Après notre séjour chez Ana nous sommes devenues difficiles. Après tout, nous n’étions pas partie en Roumanie pour des vacances de luxe ! Voici la version spartiate « chez l’habitant ». Notre moral en prend un coup. Imaginions-nous que nos allions faire des découvertes gastronomiques dans une cour bordée de géraniums pendant tout le mois de Juillet ?
Nous avons visité quatre citadelles aujourd’hui et nous avons besoin d’une pause au calme pour feuilleter la documentation, trouver des repères historiques. Depuis notre arrivée en Roumanie les visites s’enchaînent sans que j’aie le temps de lire les guides. L’absence d’électricité est un peu déprimante. Ce défi à la modernité m’amuserait plutôt, n’était-ce le chargement des appareils-photos !
Je retourne chez Adrian porter de la lessive. En route j’observe les façades. Certaines sont lézardées. Un séisme a-t-il chassé les habitants ? Le village paraît vide, l’est-il vraiment ? Les électriciens s’affairent sur les câbles en plusieurs endroits : que s’est-il passé ?
Au dîner, Elena apporte un bouillon très léger dans lequel trempe une quenelle mousseuse, légère, délicieuse et où flottent des oignons finement ciselés. Je la complimente et lui demande la recette de la quenelle. Elle revient avec de la semoule fine (gries) qu’elle bat avec un œuf. La salade de chou vert est accompagnée de beignets de courgettes et de soja ainsi que de riz mélangé avec des carottes et des poivrons. Dîner végétarien ? Elena revient avec un délicieux gâteau aux noix et me tient compagnie. Son plus jeune fils (7 ans) va à l’école dans un village des environs. Nous connaissons déjà son aîné Alex qui conduit le tracteur et qui aide son père à faucher les herbes, il est scolarisé à Brasov à plus de 50 km.

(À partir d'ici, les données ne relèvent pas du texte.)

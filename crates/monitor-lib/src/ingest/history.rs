//! Historical source reader
//!
//! Reads the delimited transaction log (`timestamp,status,count` with a
//! header line) and yields one [`HistoricalRecord`] per row. Short rows and
//! rows with a bad timestamp come back as [`MonitorError::MalformedRecord`] so
//! callers can skip them. A count that is not a non-negative integer is read
//! as 0 and the row is kept, so its minute still counts toward the baseline.
//! I/O failures come back as [`MonitorError::SourceRead`].

use crate::error::{MonitorError, Result};
use crate::models::HistoricalRecord;
use chrono::NaiveDateTime;
use std::fs::File;
use std::io::{BufReader, Read};
use std::path::Path;
use tracing::warn;

/// Fixed-width timestamp layout used by the transaction log
pub const TIMESTAMP_FORMAT: &str = "%Y-%m-%d %H:%M:%S";

/// Parse a historical timestamp
pub fn parse_timestamp(raw: &str) -> std::result::Result<NaiveDateTime, chrono::ParseError> {
    NaiveDateTime::parse_from_str(raw, TIMESTAMP_FORMAT)
}

/// CSV-backed source of historical records
pub struct HistorySource<R: Read> {
    reader: csv::Reader<R>,
}

impl HistorySource<BufReader<File>> {
    /// Open a history file on disk
    pub fn open(path: impl AsRef<Path>) -> Result<Self> {
        let path = path.as_ref();
        let file = File::open(path).map_err(|source| MonitorError::SourceUnavailable {
            path: path.to_path_buf(),
            source,
        })?;
        Ok(Self::from_reader(BufReader::new(file)))
    }
}

impl<R: Read> HistorySource<R> {
    /// Wrap any reader; the first line is treated as a header and discarded
    pub fn from_reader(reader: R) -> Self {
        let reader = csv::ReaderBuilder::new()
            .has_headers(true)
            .flexible(true)
            .trim(csv::Trim::All)
            .from_reader(reader);
        Self { reader }
    }

    /// Iterate over the data rows
    pub fn records(&mut self) -> Records<'_, R> {
        Records {
            inner: self.reader.records(),
        }
    }
}

/// Iterator over parsed rows of a [`HistorySource`]
pub struct Records<'a, R: Read> {
    inner: csv::StringRecordsIter<'a, R>,
}

impl<R: Read> Iterator for Records<'_, R> {
    type Item = Result<HistoricalRecord>;

    fn next(&mut self) -> Option<Self::Item> {
        let row = self.inner.next()?;
        Some(match row {
            Ok(row) => parse_row(&row),
            Err(err) => match err.kind() {
                csv::ErrorKind::Utf8 { pos, .. } => Err(MonitorError::MalformedRecord {
                    line: pos.as_ref().map(|p| p.line()).unwrap_or(0),
                    reason: "row is not valid UTF-8".to_string(),
                }),
                _ => Err(MonitorError::SourceRead(err)),
            },
        })
    }
}

fn parse_row(row: &csv::StringRecord) -> Result<HistoricalRecord> {
    let line = row.position().map(|p| p.line()).unwrap_or(0);
    let malformed = |reason: String| MonitorError::MalformedRecord { line, reason };

    if row.len() < 3 {
        return Err(malformed(format!("expected 3 fields, found {}", row.len())));
    }

    let timestamp = parse_timestamp(&row[0])
        .map_err(|e| malformed(format!("invalid timestamp '{}': {}", &row[0], e)))?;

    let count = row[2].parse::<u64>().unwrap_or_else(|e| {
        warn!(
            event = "count_defaulted",
            line = line,
            raw = %&row[2],
            error = %e,
            "Invalid historical count, counting as 0"
        );
        0
    });

    Ok(HistoricalRecord {
        timestamp,
        status: row[1].to_string(),
        count,
    })
}
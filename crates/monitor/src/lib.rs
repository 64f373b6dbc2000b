//! Transaction monitor service
//!
//! HTTP surface and configuration for the classification endpoint. The
//! binary in `main.rs` wires these together; integration tests drive the
//! router directly.

pub mod api;
pub mod config;
//! Threshold classification of live samples
//!
//! A logical status is anomalous when its live count exceeds
//! `mean + multiplier * std_dev` and is also above a small absolute floor.
//! The floor stops statuses with an all-zero history from alerting on a
//! single event.

use super::baseline::Baseline;
use crate::models::{LiveSample, Verdict};
use serde::Serialize;

/// Number of standard deviations above the mean that counts as anomalous
pub const DEFAULT_STD_MULTIPLIER: f64 = 3.0;

/// Live counts at or below this value never alert
pub const DEFAULT_MIN_ALERT_COUNT: u64 = 1;

/// One status found above its threshold
#[derive(Debug, Clone, PartialEq, Serialize)]
pub struct StatusAnomaly {
    pub status: String,
    pub count: u64,
    pub threshold: f64,
    pub mean: f64,
    pub std_dev: f64,
}

impl std::fmt::Display for StatusAnomaly {
    fn fmt(&self, f: &mut std::fmt::Formatter<'_>) -> std::fmt::Result {
        write!(
            f,
            "Status '{}' above normal. Count: {}, Threshold: {:.2}",
            self.status, self.count, self.threshold
        )
    }
}

/// Classifies live samples against a [`Baseline`]
#[derive(Debug, Clone)]
pub struct AnomalyClassifier {
    /// Number of standard deviations above the mean
    pub std_multiplier: f64,
    /// Live counts must be strictly greater than this to alert
    pub min_alert_count: u64,
}

impl AnomalyClassifier {
    pub fn new(std_multiplier: f64) -> Self {
        Self {
            std_multiplier,
            min_alert_count: DEFAULT_MIN_ALERT_COUNT,
        }
    }

    pub fn with_min_alert_count(mut self, min_alert_count: u64) -> Self {
        self.min_alert_count = min_alert_count;
        self
    }

    /// Anomalies for every baselined status, in status-name order
    ///
    /// Statuses in the sample that the baseline does not track are ignored.
    pub fn classify(&self, baseline: &Baseline, sample: &LiveSample) -> Vec<StatusAnomaly> {
        baseline
            .iter()
            .filter_map(|(status, stats)| {
                let count = sample.count(status);
                let threshold = stats.threshold(self.std_multiplier);

                if count as f64 > threshold && count > self.min_alert_count {
                    Some(StatusAnomaly {
                        status: status.to_string(),
                        count,
                        threshold,
                        mean: stats.mean,
                        std_dev: stats.std_dev,
                    })
                } else {
                    None
                }
            })
            .collect()
    }

    /// Rendered alert lines
    pub fn alerts(&self, baseline: &Baseline, sample: &LiveSample) -> Vec<String> {
        self.classify(baseline, sample)
            .iter()
            .map(ToString::to_string)
            .collect()
    }

    /// Full verdict for a sample
    pub fn verdict(&self, baseline: &Baseline, sample: &LiveSample) -> Verdict {
        Verdict::from_alerts(self.alerts(baseline, sample))
    }
}

impl Default for AnomalyClassifier {
    fn default() -> Self {
        Self {
            std_multiplier: DEFAULT_STD_MULTIPLIER,
            min_alert_count: DEFAULT_MIN_ALERT_COUNT,
        }
    }
}
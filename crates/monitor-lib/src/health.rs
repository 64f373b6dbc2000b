//! Health and readiness tracking
//!
//! Each process registers the components it runs; readiness additionally
//! requires the process to flag that initialization finished (for the
//! monitor, that the baseline has been built).

use serde::{Deserialize, Serialize};
use std::collections::BTreeMap;
use std::sync::Arc;
use tokio::sync::RwLock;

/// Health status of a component
#[derive(Debug, Clone, Copy, PartialEq, Eq, Serialize, Deserialize)]
#[serde(rename_all = "lowercase")]
pub enum ComponentStatus {
    /// Component is functioning normally
    Healthy,
    /// Component is experiencing issues but still operational
    Degraded,
    /// Component has failed
    Unhealthy,
}

impl ComponentStatus {
    pub fn as_str(&self) -> &'static str {
        match self {
            ComponentStatus::Healthy => "healthy",
            ComponentStatus::Degraded => "degraded",
            ComponentStatus::Unhealthy => "unhealthy",
        }
    }

    /// Returns true if the component is at least partially operational
    pub fn is_operational(&self) -> bool {
        matches!(self, ComponentStatus::Healthy | ComponentStatus::Degraded)
    }
}

/// Components tracked by the registry
#[derive(Debug, Clone, Copy, PartialEq, Eq, PartialOrd, Ord, Hash, Serialize, Deserialize)]
#[serde(rename_all = "snake_case")]
pub enum Component {
    /// Historical baseline
    Baseline,
    /// Classification HTTP endpoint
    Classifier,
    /// Live replay loop of the exporter
    Replay,
}

impl Component {
    pub fn as_str(&self) -> &'static str {
        match self {
            Component::Baseline => "baseline",
            Component::Classifier => "classifier",
            Component::Replay => "replay",
        }
    }
}

impl std::fmt::Display for Component {
    fn fmt(&self, f: &mut std::fmt::Formatter<'_>) -> std::fmt::Result {
        f.write_str(self.as_str())
    }
}

/// Information about a component's health
#[derive(Debug, Clone, Serialize, Deserialize)]
pub struct ComponentHealth {
    pub status: ComponentStatus,
    #[serde(skip_serializing_if = "Option::is_none")]
    pub message: Option<String>,
    pub last_check_timestamp: i64,
}

impl ComponentHealth {
    fn with_status(status: ComponentStatus, message: Option<String>) -> Self {
        Self {
            status,
            message,
            last_check_timestamp: chrono::Utc::now().timestamp(),
        }
    }

    pub fn healthy() -> Self {
        Self::with_status(ComponentStatus::Healthy, None)
    }

    pub fn degraded(message: impl Into<String>) -> Self {
        Self::with_status(ComponentStatus::Degraded, Some(message.into()))
    }

    pub fn unhealthy(message: impl Into<String>) -> Self {
        Self::with_status(ComponentStatus::Unhealthy, Some(message.into()))
    }
}

/// Overall health response
#[derive(Debug, Clone, Serialize, Deserialize)]
pub struct HealthResponse {
    pub status: ComponentStatus,
    pub components: BTreeMap<Component, ComponentHealth>,
}

impl HealthResponse {
    /// Worst status across all components; healthy when there are none
    pub fn compute_status(components: &BTreeMap<Component, ComponentHealth>) -> ComponentStatus {
        components
            .values()
            .map(|h| h.status)
            .fold(ComponentStatus::Healthy, |worst, status| match (worst, status) {
                (ComponentStatus::Unhealthy, _) | (_, ComponentStatus::Unhealthy) => {
                    ComponentStatus::Unhealthy
                }
                (ComponentStatus::Degraded, _) | (_, ComponentStatus::Degraded) => {
                    ComponentStatus::Degraded
                }
                _ => ComponentStatus::Healthy,
            })
    }
}

/// Readiness response
#[derive(Debug, Clone, Serialize, Deserialize)]
pub struct ReadinessResponse {
    pub ready: bool,
    #[serde(skip_serializing_if = "Option::is_none")]
    pub reason: Option<String>,
}

/// Health registry shared between the API and background tasks
#[derive(Debug, Clone, Default)]
pub struct HealthRegistry {
    components: Arc<RwLock<BTreeMap<Component, ComponentHealth>>>,
    ready: Arc<RwLock<bool>>,
}

impl HealthRegistry {
    pub fn new() -> Self {
        Self::default()
    }

    /// Register a component with initial healthy status
    pub async fn register(&self, component: Component) {
        self.update(component, ComponentHealth::healthy()).await;
    }

    /// Update component health status
    pub async fn update(&self, component: Component, health: ComponentHealth) {
        self.components.write().await.insert(component, health);
    }

    pub async fn set_healthy(&self, component: Component) {
        self.update(component, ComponentHealth::healthy()).await;
    }

    pub async fn set_degraded(&self, component: Component, message: impl Into<String>) {
        self.update(component, ComponentHealth::degraded(message))
            .await;
    }

    pub async fn set_unhealthy(&self, component: Component, message: impl Into<String>) {
        self.update(component, ComponentHealth::unhealthy(message))
            .await;
    }

    /// Flag that initialization has completed
    pub async fn set_ready(&self, ready: bool) {
        *self.ready.write().await = ready;
    }

    pub async fn health(&self) -> HealthResponse {
        let components = self.components.read().await.clone();
        let status = HealthResponse::compute_status(&components);
        HealthResponse { status, components }
    }

    pub async fn readiness(&self) -> ReadinessResponse {
        let ready = *self.ready.read().await;
        let health = self.health().await;

        let reason = if !ready {
            Some("Initialization not finished".to_string())
        } else if !health.status.is_operational() {
            Some("Critical component unhealthy".to_string())
        } else {
            None
        };

        ReadinessResponse {
            ready: reason.is_none(),
            reason,
        }
    }
}
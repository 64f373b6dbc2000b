//! Core data models for the transaction monitor

use chrono::NaiveDateTime;
use serde::{Deserialize, Deserializer, Serialize};
use std::collections::HashMap;

/// One parsed line of the historical source
#[derive(Debug, Clone, PartialEq, Eq)]
pub struct HistoricalRecord {
    pub timestamp: NaiveDateTime,
    pub status: String,
    pub count: u64,
}

/// Live per-status counts supplied with a single classification call
#[derive(Debug, Clone, Default, PartialEq, Eq, Serialize, Deserialize)]
#[serde(transparent)]
pub struct LiveSample(HashMap<String, u64>);

impl LiveSample {
    pub fn new() -> Self {
        Self::default()
    }

    /// Builder-style insert, mostly for tests and the CLI
    pub fn with(mut self, status: impl Into<String>, count: u64) -> Self {
        self.0.insert(status.into(), count);
        self
    }

    /// Count reported for a status, 0 when absent
    pub fn count(&self, status: &str) -> u64 {
        self.0.get(status).copied().unwrap_or(0)
    }

    pub fn is_empty(&self) -> bool {
        self.0.is_empty()
    }

    pub fn len(&self) -> usize {
        self.0.len()
    }
}

impl From<HashMap<String, u64>> for LiveSample {
    fn from(counts: HashMap<String, u64>) -> Self {
        Self(counts)
    }
}

impl FromIterator<(String, u64)> for LiveSample {
    fn from_iter<I: IntoIterator<Item = (String, u64)>>(iter: I) -> Self {
        Self(iter.into_iter().collect())
    }
}

/// Body of a classification request
#[derive(Debug, Clone, Default, Serialize, Deserialize)]
pub struct MonitorRequest {
    /// Absent or `null` both mean an empty sample
    #[serde(default, deserialize_with = "null_as_empty")]
    pub counts: LiveSample,
}

fn null_as_empty<'de, D>(deserializer: D) -> Result<LiveSample, D::Error>
where
    D: Deserializer<'de>,
{
    Ok(Option::<LiveSample>::deserialize(deserializer)?.unwrap_or_default())
}

/// Recommended operator action
#[derive(Debug, Clone, Copy, PartialEq, Eq, Serialize, Deserialize)]
pub enum Recommendation {
    #[serde(rename = "ok")]
    Ok,
    #[serde(rename = "alertar")]
    Alert,
}

impl std::fmt::Display for Recommendation {
    fn fmt(&self, f: &mut std::fmt::Formatter<'_>) -> std::fmt::Result {
        match self {
            Recommendation::Ok => write!(f, "ok"),
            Recommendation::Alert => write!(f, "alertar"),
        }
    }
}

/// Classification response returned to callers
#[derive(Debug, Clone, PartialEq, Serialize, Deserialize)]
pub struct Verdict {
    pub recommendation: Recommendation,
    #[serde(default, skip_serializing_if = "Option::is_none")]
    pub details: Option<Vec<String>>,
}

impl Verdict {
    /// Build a verdict from rendered alert lines
    pub fn from_alerts(alerts: Vec<String>) -> Self {
        if alerts.is_empty() {
            Self {
                recommendation: Recommendation::Ok,
                details: None,
            }
        } else {
            Self {
                recommendation: Recommendation::Alert,
                details: Some(alerts),
            }
        }
    }

    pub fn is_alert(&self) -> bool {
        self.recommendation == Recommendation::Alert
    }
}
//! Query the health of a running monitor

use anyhow::Result;
use colored::Colorize;
use tabled::Tabled;

use crate::client::ApiClient;
use crate::output::{
    color_status, format_unix_timestamp, print_info, print_json, print_table, OutputFormat,
};

#[derive(Tabled)]
struct ComponentRow {
    #[tabled(rename = "Component")]
    component: String,
    #[tabled(rename = "Status")]
    status: String,
    #[tabled(rename = "Message")]
    message: String,
    #[tabled(rename = "Last Check")]
    last_check: String,
}

pub async fn show_health(client: &ApiClient, format: OutputFormat) -> Result<()> {
    let health = client.health().await?;

    match format {
        OutputFormat::Json => print_json(&health)?,
        OutputFormat::Table => {
            println!("{} {}", "Overall:".bold(), color_status(health.status.as_str()));

            if health.components.is_empty() {
                print_info("No components registered");
                return Ok(());
            }

            let rows: Vec<ComponentRow> = health
                .components
                .iter()
                .map(|(component, h)| ComponentRow {
                    component: component.to_string(),
                    status: color_status(h.status.as_str()),
                    message: h.message.clone().unwrap_or_default(),
                    last_check: format_unix_timestamp(h.last_check_timestamp),
                })
                .collect();
            print_table(rows);
        }
    }

    Ok(())
}
//! Observability infrastructure for the transaction monitor
//!
//! Provides:
//! - Prometheus metrics (baseline shape, classification latency, verdicts)
//! - Structured JSON logging with tracing

use crate::anomaly::{Baseline, StatusAnomaly};
use crate::ingest::IngestReport;
use crate::models::Recommendation;
use prometheus::{
    register_gauge, register_gauge_vec, register_histogram, register_int_counter,
    register_int_counter_vec, register_int_gauge, Gauge, GaugeVec, Histogram, IntCounter,
    IntCounterVec, IntGauge,
};
use std::sync::OnceLock;
use std::time::Duration;
use tracing::{info, warn};

/// Histogram buckets for classification latency (in seconds)
const LATENCY_BUCKETS: &[f64] = &[
    0.000_01, 0.000_05, 0.0001, 0.0005, 0.001, 0.005, 0.01, 0.05, 0.1,
];

/// Global metrics instance (registered once)
static GLOBAL_METRICS: OnceLock<MonitorMetricsInner> = OnceLock::new();

/// Inner metrics structure that holds the actual Prometheus metrics
struct MonitorMetricsInner {
    baseline_build_seconds: Gauge,
    minute_buckets_observed: IntGauge,
    history_records_skipped: IntGauge,
    baseline_mean: GaugeVec,
    baseline_std_dev: GaugeVec,
    classification_latency_seconds: Histogram,
    requests_total: IntCounterVec,
    rejected_requests_total: IntCounter,
    alerts_total: IntCounterVec,
}

impl MonitorMetricsInner {
    fn new() -> Self {
        Self {
            baseline_build_seconds: register_gauge!(
                "txmon_baseline_build_seconds",
                "Time spent reading history and computing the baseline"
            )
            .expect("Failed to register baseline_build_seconds"),

            minute_buckets_observed: register_int_gauge!(
                "txmon_minute_buckets_observed",
                "Number of minute buckets the baseline was computed from"
            )
            .expect("Failed to register minute_buckets_observed"),

            history_records_skipped: register_int_gauge!(
                "txmon_history_records_skipped",
                "Historical records skipped because they failed to parse"
            )
            .expect("Failed to register history_records_skipped"),

            baseline_mean: register_gauge_vec!(
                "txmon_baseline_mean",
                "Baseline mean per-minute count by logical status",
                &["status"]
            )
            .expect("Failed to register baseline_mean"),

            baseline_std_dev: register_gauge_vec!(
                "txmon_baseline_std_dev",
                "Baseline population standard deviation by logical status",
                &["status"]
            )
            .expect("Failed to register baseline_std_dev"),

            classification_latency_seconds: register_histogram!(
                "txmon_classification_latency_seconds",
                "Time spent classifying one live sample",
                LATENCY_BUCKETS.to_vec()
            )
            .expect("Failed to register classification_latency_seconds"),

            requests_total: register_int_counter_vec!(
                "txmon_requests_total",
                "Classification requests by recommendation",
                &["recommendation"]
            )
            .expect("Failed to register requests_total"),

            rejected_requests_total: register_int_counter!(
                "txmon_rejected_requests_total",
                "Classification requests rejected before classification"
            )
            .expect("Failed to register rejected_requests_total"),

            alerts_total: register_int_counter_vec!(
                "txmon_alerts_total",
                "Alerts raised by logical status",
                &["status"]
            )
            .expect("Failed to register alerts_total"),
        }
    }
}

/// Monitor metrics for Prometheus exposition
///
/// This is a lightweight handle to the global metrics instance.
/// Multiple clones share the same underlying metrics.
#[derive(Clone)]
pub struct MonitorMetrics {
    _private: (),
}

impl Default for MonitorMetrics {
    fn default() -> Self {
        Self::new()
    }
}

impl MonitorMetrics {
    /// Create a new metrics handle (initializes global metrics if needed)
    pub fn new() -> Self {
        GLOBAL_METRICS.get_or_init(MonitorMetricsInner::new);
        Self { _private: () }
    }

    fn inner(&self) -> &MonitorMetricsInner {
        GLOBAL_METRICS.get_or_init(MonitorMetricsInner::new)
    }

    /// Publish the shape of a freshly built baseline
    pub fn record_baseline(&self, baseline: &Baseline, report: IngestReport, took: Duration) {
        let inner = self.inner();
        inner.baseline_build_seconds.set(took.as_secs_f64());
        inner
            .minute_buckets_observed
            .set(baseline.minutes_observed() as i64);
        inner
            .history_records_skipped
            .set(report.records_skipped as i64);

        for (status, stats) in baseline.iter() {
            inner
                .baseline_mean
                .with_label_values(&[status])
                .set(stats.mean);
            inner
                .baseline_std_dev
                .with_label_values(&[status])
                .set(stats.std_dev);
        }
    }

    /// Record a classification latency observation
    pub fn observe_classification_latency(&self, duration_secs: f64) {
        self.inner()
            .classification_latency_seconds
            .observe(duration_secs);
    }

    /// Count a classified request and the alerts it raised
    pub fn record_verdict(&self, recommendation: Recommendation, anomalies: &[StatusAnomaly]) {
        let inner = self.inner();
        let recommendation = recommendation.to_string();
        inner
            .requests_total
            .with_label_values(&[recommendation.as_str()])
            .inc();
        for anomaly in anomalies {
            inner
                .alerts_total
                .with_label_values(&[anomaly.status.as_str()])
                .inc();
        }
    }

    /// Increment rejected requests counter
    pub fn inc_rejected_requests(&self) {
        self.inner().rejected_requests_total.inc();
    }
}

/// Structured logger for monitor events
///
/// Provides consistent JSON-formatted logging for startup, anomalies
/// and other significant events.
#[derive(Clone)]
pub struct StructuredLogger {
    instance: String,
}

impl StructuredLogger {
    pub fn new(instance: impl Into<String>) -> Self {
        Self {
            instance: instance.into(),
        }
    }

    /// Log service startup
    pub fn log_startup(&self, version: &str, policy_version: &str, minutes_observed: usize) {
        info!(
            event = "service_started",
            instance = %self.instance,
            version = %version,
            policy_version = %policy_version,
            minutes_observed = minutes_observed,
            "Transaction monitor started"
        );
    }

    /// Log service shutdown
    pub fn log_shutdown(&self, reason: &str) {
        info!(
            event = "service_shutdown",
            instance = %self.instance,
            reason = %reason,
            "{} shutting down",
            self.instance
        );
    }

    /// Log each anomaly found in a classified sample
    pub fn log_anomalies(&self, anomalies: &[StatusAnomaly]) {
        for anomaly in anomalies {
            warn!(
                event = "anomaly_detected",
                instance = %self.instance,
                status = %anomaly.status,
                count = anomaly.count,
                threshold = anomaly.threshold,
                mean = anomaly.mean,
                std_dev = anomaly.std_dev,
                "Status above normal"
            );
        }
    }

    /// Log a request rejected before classification
    pub fn log_rejected_request(&self, reason: &str) {
        warn!(
            event = "request_rejected",
            instance = %self.instance,
            reason = %reason,
            "Rejected classification request"
        );
    }

    /// Log the replay loop wrapping back to the top of its source
    pub fn log_replay_restart(&self, path: &str, rows_replayed: u64) {
        info!(
            event = "replay_restarted",
            instance = %self.instance,
            path = %path,
            rows_replayed = rows_replayed,
            "End of transaction log, restarting replay"
        );
    }
}
//! Per-minute aggregation of historical records
//!
//! Records are grouped by their timestamp truncated to the whole minute and
//! summed per raw status label. Malformed records are skipped with a warning;
//! any other error aborts the pass.

use crate::error::{MonitorError, Result};
use crate::models::HistoricalRecord;
use chrono::{NaiveDateTime, Timelike};
use serde::Serialize;
use std::collections::{BTreeMap, HashMap};
use tracing::{debug, warn};

/// Raw status label -> summed count within one minute
pub type StatusCounts = HashMap<String, u64>;

/// Drop seconds and sub-second precision
pub fn truncate_to_minute(timestamp: NaiveDateTime) -> NaiveDateTime {
    timestamp
        .with_second(0)
        .and_then(|t| t.with_nanosecond(0))
        .unwrap_or(timestamp)
}

/// Counts of what happened during one ingestion pass
#[derive(Debug, Clone, Copy, Default, PartialEq, Eq, Serialize)]
pub struct IngestReport {
    pub rows_read: u64,
    pub records_accepted: u64,
    pub records_skipped: u64,
}

/// Aggregated minute buckets, ordered by minute
#[derive(Debug, Clone, Default)]
pub struct MinuteBuckets {
    buckets: BTreeMap<NaiveDateTime, StatusCounts>,
}

impl MinuteBuckets {
    /// Number of distinct minutes observed
    pub fn len(&self) -> usize {
        self.buckets.len()
    }

    pub fn is_empty(&self) -> bool {
        self.buckets.is_empty()
    }

    /// Counts for one minute (the key is truncated first)
    pub fn get(&self, minute: NaiveDateTime) -> Option<&StatusCounts> {
        self.buckets.get(&truncate_to_minute(minute))
    }

    pub fn iter(&self) -> impl Iterator<Item = (&NaiveDateTime, &StatusCounts)> {
        self.buckets.iter()
    }

    pub fn counts(&self) -> impl Iterator<Item = &StatusCounts> {
        self.buckets.values()
    }
}

/// Folds historical records into minute buckets
#[derive(Debug, Default)]
pub struct MinuteAggregator {
    buckets: BTreeMap<NaiveDateTime, StatusCounts>,
    report: IngestReport,
}

impl MinuteAggregator {
    pub fn new() -> Self {
        Self::default()
    }

    /// Add one parsed record
    pub fn add(&mut self, record: HistoricalRecord) {
        let minute = truncate_to_minute(record.timestamp);
        let entry = self
            .buckets
            .entry(minute)
            .or_default()
            .entry(record.status)
            .or_insert(0);
        *entry = entry.saturating_add(record.count);

        self.report.rows_read += 1;
        self.report.records_accepted += 1;
    }

    /// Consume a stream of parse results, skipping malformed rows
    pub fn ingest<I>(&mut self, records: I) -> Result<()>
    where
        I: IntoIterator<Item = Result<HistoricalRecord>>,
    {
        for record in records {
            match record {
                Ok(record) => self.add(record),
                Err(MonitorError::MalformedRecord { line, reason }) => {
                    self.report.rows_read += 1;
                    self.report.records_skipped += 1;
                    warn!(
                        event = "record_skipped",
                        line = line,
                        reason = %reason,
                        "Skipping malformed historical record"
                    );
                }
                Err(e) => return Err(e),
            }
        }

        debug!(
            minutes = self.buckets.len(),
            accepted = self.report.records_accepted,
            skipped = self.report.records_skipped,
            "Aggregation pass complete"
        );
        Ok(())
    }

    pub fn report(&self) -> IngestReport {
        self.report
    }

    /// Finish aggregation and hand over the buckets
    pub fn finish(self) -> (MinuteBuckets, IngestReport) {
        (
            MinuteBuckets {
                buckets: self.buckets,
            },
            self.report,
        )
    }
}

je demande ce qui est arrivé au village :
-« y a-t-il eu un séisme ? »
Elle me regarde étonnée.
– « C’est un village saxon. Après la chute de Ceausescu tous sont partis en Allemagne. Il ne reste plus que cinq familles allemandes. Les Roms se sont installés dans les maisons vides. »
Le village n’est donc pas désert. Mais les Roms l’occupent à leur manière.
– « Ils n’aiment pas travailler », se plaint-elle.
Elle embaucherait volontiers du personnel.
– « Ils ont beaucoup d’enfants et vivent de l’aide sociale. »
Elle m’apprend aussi que le Prince Charles s’occupe du village. Sa fondation a permis de restaurer les façades. Certaines, bien peintes ressemblent à un décor de cinéma. Derrière les fenêtres ouvertes pousse la végétation.
Entretemps, Adrian a rétabli chez nous l’électricité en touchant au disjoncteur.
Quelques gouttes tombent. Nous rapprochons les chaises de la maison. Ce n’est que plus tard quand nous serons couchées que l’orage éclatera faisant à nouveau disjoncter le courant. Ironie des vacances ; c’est justement aujourd’hui que nous avons trouvé la multiprise égarée au fond du sac. Les dynamos éclairent bien quand on les remonte, le téléphone Samsung peut s’y recharger. Le Sony Ericsson se branche sur l’allume-cigare de la voiture. Au gîte, il y a un magnifique chandelier. Il faut se doucher à l’eau froide – pas grave par 32°C – restent les appareils photos numériques !
Puisque nous voilà plongées dans l‘obscurité j’arrête là mon compte-rendu et m’endors immediat.